The Goal:
I am trying to perform some scraping in Python using a headless browser: Selenium with PhantomJs and GhostDriver.
I am using Python 2.7 on a Mac running Mavericks. I work within emacs (although it also didn't work from Terminal). I have already overcome some errors such as "phantomjs - no such file or directory exists", but have got the latest Binaries from here, which promise to be the latest, including a pending patch from the official PhantomJS team.
My Test Script:
from selenium import webdriver
from selenium.webdriver.common.keys import Keys
from selenium.webdriver.common.desired_capabilities import DesiredCapabilities
desired_cap = {
'phantomjs.page.settings.loadImages' : True,
'phantomjs.page.settings.resourceTimeout' : 10000,
'phantomjs.page.settings.userAgent' : "my_user_agent"
}
driver = webdriver.PhantomJS(executable_path= "/usr/local/bin/phantomjs", desired_capabilities=desired_cap)

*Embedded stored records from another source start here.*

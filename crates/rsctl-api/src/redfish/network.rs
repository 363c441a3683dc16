// Network endpoints
//
// The controller's own NIC (`EthernetInterfaces/eth0`) and the protocol
// settings that hang off `NetworkProtocol` (NTP, proxy, OEM mDNS).

use tracing::debug;

use crate::error::Error;
use crate::redfish::client::RedfishClient;
use crate::redfish::models::{
    EthernetInterface, EthernetInterfacePatch, ManagerNetworkProtocol, NetworkProtocolPatch,
};
use crate::redfish::response::RedfishResponse;

pub const ETHERNET_INTERFACE_PATH: &str = "/redfish/v1/Managers/1/EthernetInterfaces/eth0";
pub const NETWORK_PROTOCOL_PATH: &str = "/redfish/v1/Managers/1/NetworkProtocol";

impl RedfishClient {
    /// `GET /redfish/v1/Managers/1/EthernetInterfaces/eth0`
    pub async fn get_ethernet_interface(&self) -> Result<EthernetInterface, Error> {
        debug!("fetching ethernet interface");
        self.get_json(ETHERNET_INTERFACE_PATH).await
    }

    /// `GET /redfish/v1/Managers/1/NetworkProtocol`
    pub async fn get_network_protocol(&self) -> Result<ManagerNetworkProtocol, Error> {
        debug!("fetching network protocol");
        self.get_json(NETWORK_PROTOCOL_PATH).await
    }

    /// PATCH the interface; the outcome is returned undecoded for monitoring.
    pub async fn patch_ethernet_interface(
        &self,
        patch: &EthernetInterfacePatch,
    ) -> Result<RedfishResponse, Error> {
        debug!(?patch, "patching ethernet interface");
        self.patch_raw(ETHERNET_INTERFACE_PATH, patch).await
    }

    /// PATCH protocol settings; the outcome is returned undecoded for monitoring.
    pub async fn patch_network_protocol(
        &self,
        patch: &NetworkProtocolPatch,
    ) -> Result<RedfishResponse, Error> {
        debug!(?patch, "patching network protocol");
        self.patch_raw(NETWORK_PROTOCOL_PATH, patch).await
    }
}
// ── Task service operations ──

use tracing::info;

use rsctl_api::Task;

use crate::controller::Controller;
use crate::error::CoreError;

impl Controller {
    /// Every task in the collection, optionally only the running ones.
    pub async fn list_tasks(&self, running_only: bool) -> Result<Vec<Task>, CoreError> {
        let links = self.client().list_task_links().await?;
        let mut tasks = Vec::with_capacity(links.len());
        for link in links {
            let task = self.client().get_task(&link).await?;
            if !running_only || task.is_running() {
                tasks.push(task);
            }
        }
        Ok(tasks)
    }

    pub async fn get_task(&self, id: &str) -> Result<Task, CoreError> {
        if id.trim().is_empty() {
            return Err(CoreError::Format {
                message: "task ID must not be empty".into(),
            });
        }
        Ok(self.client().get_task(id).await?)
    }

    /// Delete the task's monitor, which cancels the task.
    pub async fn cancel_task(&self, id: &str) -> Result<(), CoreError> {
        if id.trim().is_empty() {
            return Err(CoreError::Format {
                message: "task ID must not be empty".into(),
            });
        }
        self.client().cancel_task(id).await?;
        info!(id, "task cancelled");
        Ok(())
    }
}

driver.set_window_size(1024, 768)
driver.get('https://google.com/')
driver.save_screenshot("testing.png")
driver.page_source("source_code.txt")
element = driver.find_element_by_xpath('--*[@id=-gbqfq-]')
element.send_keys('testing')
element.send_keys(Keys.ENTER)
Here is a link to the webdriver's simple explanation: http://selenium.googlecode.com/svn/trunk/docs/api/py/webdriver_phantomjs/selenium.webdriver.phantomjs.webdriver.html
The Error Message:
What I have tried:
I took a simple example from a tutorial before trying to actually perform anything more complicated, but still get errors. One tutorial... a second
I made one last change to the phantomjs service.py
file, which I found here. Namely, I changed:
self.process = subprocess.Popen(self.service_args,
stdout=self._log, stderr=self._log)
to:
self.process = subprocess.Popen(['/usr/bin/env', 'phantomjs', '--webdriver=59202'])
The last arguement --webdriver
seems rather arbitrary to my inexperienced eyes. I thought it might correlate to the port that it used by ghostdriver, which is displayed after each run in the ghostdriver.log
and is different each time. Because it changes each time, I don't think using it makes sense to have it static in the code - and after trying anyway, it didn't work.
The Question:
Does anybody have any ideas about why the connection is being refused??